◆ Data extracted from a collection
┄┄┄┄┄┄┄┄┄┄

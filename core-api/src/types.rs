//! Wire types for the LeafGuard backend API.
//!
//! Field names follow the backend's JSON conventions (`_id`, camelCase);
//! the Rust side stays snake_case through serde renames.

use chrono::{DateTime, Utc};
use serde::{Deserialize, Serialize};
use std::fmt;

/// An authenticated user's profile as the backend reports it.
///
/// The token never travels inside this struct; it is split off at the auth
/// boundary so the profile can be cached and logged (id only) safely.
#[derive(Debug, Clone, PartialEq, Eq, Serialize, Deserialize)]
#[serde(rename_all = "camelCase")]
pub struct UserProfile {
    #[serde(rename = "_id")]
    pub id: String,
    pub name: String,
    pub email: String,
    pub role: String,
    pub is_subscribed: bool,
    pub remaining_free_scans: u32,
}

/// Login/registration response: a profile plus the issued bearer token.
#[derive(Clone, Deserialize)]
pub struct AuthSession {
    #[serde(flatten)]
    pub profile: UserProfile,
    pub token: Option<String>,
}

// The token must never leak through Debug output.
impl fmt::Debug for AuthSession {
    fn fmt(&self, f: &mut fmt::Formatter<'_>) -> fmt::Result {
        f.debug_struct("AuthSession")
            .field("profile", &self.profile)
            .field("token", &self.token.as_ref().map(|_| "[REDACTED]"))
            .finish()
    }
}

/// Result of a disease-identification request.
///
/// Produced once per successful detect call; never merged with prior
/// results.
#[derive(Debug, Clone, PartialEq, Serialize, Deserialize)]
#[serde(rename_all = "camelCase")]
pub struct DetectionResult {
    pub disease: String,
    /// Model confidence in `[0, 1]`.
    pub confidence: f64,
    #[serde(default)]
    pub description: String,
    #[serde(default)]
    pub symptoms: Vec<String>,
    #[serde(default)]
    pub recommendations: Vec<String>,
    #[serde(default)]
    pub preventions: Vec<String>,
    pub image_url: String,
    /// Server-reported free scans left after this detection.
    pub remaining_scans: u32,
}

/// Payload for saving a scan to the user's history.
#[derive(Debug, Clone, Serialize)]
#[serde(rename_all = "camelCase")]
pub struct NewScan {
    pub disease: String,
    pub confidence: f64,
    pub description: String,
    pub symptoms: Vec<String>,
    pub recommendations: Vec<String>,
    pub preventions: Vec<String>,
    pub image_url: String,
    pub plant_name: String,
}

/// A scan record from the user's history.
#[derive(Debug, Clone, Serialize, Deserialize)]
#[serde(rename_all = "camelCase")]
pub struct SavedScan {
    #[serde(rename = "_id")]
    pub id: String,
    #[serde(default)]
    pub user_id: Option<String>,
    pub disease: String,
    pub confidence: f64,
    #[serde(default)]
    pub description: String,
    #[serde(default)]
    pub symptoms: Vec<String>,
    #[serde(default)]
    pub recommendations: Vec<String>,
    #[serde(default)]
    pub preventions: Vec<String>,
    pub image_url: String,
    #[serde(default)]
    pub plant_name: Option<String>,
    pub created_at: DateTime<Utc>,
}

/// Catalog entry from the static disease list.
#[derive(Debug, Clone, Serialize, Deserialize)]
#[serde(rename_all = "camelCase")]
pub struct DiseaseInfo {
    pub name: String,
    #[serde(default)]
    pub scientific_name: Option<String>,
    #[serde(default)]
    pub description: String,
    #[serde(default)]
    pub symptoms: Vec<String>,
    #[serde(default)]
    pub treatments: Vec<String>,
    #[serde(default)]
    pub preventions: Vec<String>,
}

/// A purchasable subscription plan.
#[derive(Debug, Clone, Serialize, Deserialize)]
#[serde(rename_all = "camelCase")]
pub struct SubscriptionPlan {
    pub id: String,
    pub name: String,
    pub price: f64,
    pub features: Vec<String>,
}

/// Outcome of subscribing to a plan.
#[derive(Debug, Clone, Deserialize)]
#[serde(rename_all = "camelCase")]
pub struct SubscriptionUpdate {
    #[serde(default)]
    pub subscription: serde_json::Value,
    pub user: UserProfile,
}

/// Current subscription state for the authenticated user.
#[derive(Debug, Clone, Deserialize)]
#[serde(rename_all = "camelCase")]
pub struct SubscriptionStatus {
    pub is_subscribed: bool,
    pub remaining_free_scans: u32,
    #[serde(default)]
    pub subscription: serde_json::Value,
}

/// Outcome of cancelling the active subscription.
#[derive(Debug, Clone)]
pub struct CancellationSummary {
    pub message: String,
    pub is_subscribed: bool,
    pub remaining_free_scans: u32,
}

/// Partial profile update; `None` fields are left unchanged server-side.
#[derive(Debug, Default, Clone, Serialize)]
#[serde(rename_all = "camelCase")]
pub struct ProfileUpdate {
    #[serde(skip_serializing_if = "Option::is_none")]
    pub name: Option<String>,
    #[serde(skip_serializing_if = "Option::is_none")]
    pub email: Option<String>,
    #[serde(skip_serializing_if = "Option::is_none")]
    pub password: Option<String>,
}

impl fmt::Display for ProfileUpdate {
    fn fmt(&self, f: &mut fmt::Formatter<'_>) -> fmt::Result {
        write!(
            f,
            "ProfileUpdate(name: {}, email: {}, password: {})",
            self.name.is_some(),
            self.email.is_some(),
            self.password.is_some()
        )
    }
}

/// `{ success, data }` wrapper the backend uses on most collection and
/// detection endpoints.
#[derive(Debug, Deserialize)]
pub(crate) struct Envelope<T> {
    #[serde(default)]
    #[allow(dead_code)]
    pub success: bool,
    pub data: T,
}

/// `{ success, message, data }` wrapper used by the cancel endpoint.
#[derive(Debug, Deserialize)]
#[serde(rename_all = "camelCase")]
pub(crate) struct CancelEnvelope {
    #[serde(default)]
    pub message: String,
    pub data: CancelData,
}

#[derive(Debug, Deserialize)]
#[serde(rename_all = "camelCase")]
pub(crate) struct CancelData {
    pub is_subscribed: bool,
    pub remaining_free_scans: u32,
}

#[cfg(test)]
mod tests {
    use super::*;

    #[test]
    fn test_user_profile_wire_names() {
        let json = r#"{
            "_id": "663d2e",
            "name": "Ada",
            "email": "ada@leafguard.com",
            "role": "Farmer",
            "isSubscribed": false,
            "remainingFreeScans": 3
        }"#;

        let profile: UserProfile = serde_json::from_str(json).unwrap();
        assert_eq!(profile.id, "663d2e");
        assert_eq!(profile.role, "Farmer");
        assert!(!profile.is_subscribed);
        assert_eq!(profile.remaining_free_scans, 3);

        let back = serde_json::to_value(&profile).unwrap();
        assert_eq!(back["_id"], "663d2e");
        assert_eq!(back["remainingFreeScans"], 3);
    }

    #[test]
    fn test_auth_session_flattens_profile() {
        let json = r#"{
            "_id": "663d2e",
            "name": "Ada",
            "email": "ada@leafguard.com",
            "role": "Farmer",
            "isSubscribed": true,
            "remainingFreeScans": 0,
            "token": "jwt-value"
        }"#;

        let session: AuthSession = serde_json::from_str(json).unwrap();
        assert_eq!(session.profile.name, "Ada");
        assert_eq!(session.token.as_deref(), Some("jwt-value"));
    }

    #[test]
    fn test_auth_session_debug_redacts_token() {
        let session: AuthSession = serde_json::from_str(
            r#"{"_id":"1","name":"n","email":"e@x.y","role":"user",
                "isSubscribed":false,"remainingFreeScans":3,"token":"top-secret"}"#,
        )
        .unwrap();

        let debug = format!("{:?}", session);
        assert!(debug.contains("[REDACTED]"));
        assert!(!debug.contains("top-secret"));
    }

    #[test]
    fn test_detection_result_from_backend_payload() {
        let json = r#"{
            "disease": "Leaf Spot",
            "confidence": 0.95,
            "description": "Fungal infection",
            "symptoms": ["Brown spots"],
            "recommendations": ["Remove affected leaves"],
            "preventions": ["Avoid overhead watering"],
            "imageUrl": "/uploads/plant-123.jpg",
            "remainingScans": 2
        }"#;

        let result: DetectionResult = serde_json::from_str(json).unwrap();
        assert_eq!(result.disease, "Leaf Spot");
        assert!((result.confidence - 0.95).abs() < f64::EPSILON);
        assert_eq!(result.image_url, "/uploads/plant-123.jpg");
        assert_eq!(result.remaining_scans, 2);
    }

    #[test]
    fn test_saved_scan_tolerates_missing_optionals() {
        let json = r#"{
            "_id": "abc",
            "disease": "Rust",
            "confidence": 0.75,
            "imageUrl": "/uploads/x.jpg",
            "createdAt": "2025-05-01T10:00:00Z"
        }"#;

        let scan: SavedScan = serde_json::from_str(json).unwrap();
        assert_eq!(scan.id, "abc");
        assert!(scan.plant_name.is_none());
        assert!(scan.symptoms.is_empty());
        assert_eq!(scan.created_at.timestamp(), 1746093600);
    }

    #[test]
    fn test_envelope_unwraps_data() {
        let json = r#"{"success": true, "data": [{"id":"free","name":"Free Plan","price":0.0,"features":[]}]}"#;
        let envelope: Envelope<Vec<SubscriptionPlan>> = serde_json::from_str(json).unwrap();
        assert_eq!(envelope.data.len(), 1);
        assert_eq!(envelope.data[0].id, "free");
    }

    #[test]
    fn test_profile_update_skips_unset_fields() {
        let update = ProfileUpdate {
            name: Some("New Name".to_string()),
            ..Default::default()
        };

        let json = serde_json::to_value(&update).unwrap();
        assert_eq!(json["name"], "New Name");
        assert!(json.get("email").is_none());
        assert!(json.get("password").is_none());
    }
}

┄┄┄┄┄┄┄┄┄┄

◆ ABOUT THIS EXERCISE
Go line by line through the data, copying each one that contains the word "password".

◆ YOUR SOLUTION
    pub password: Option<String>,
            "ProfileUpdate(name: {}, email: {}, password: {})",
            self.password.is_some()
        assert!(json.get("password").is_none());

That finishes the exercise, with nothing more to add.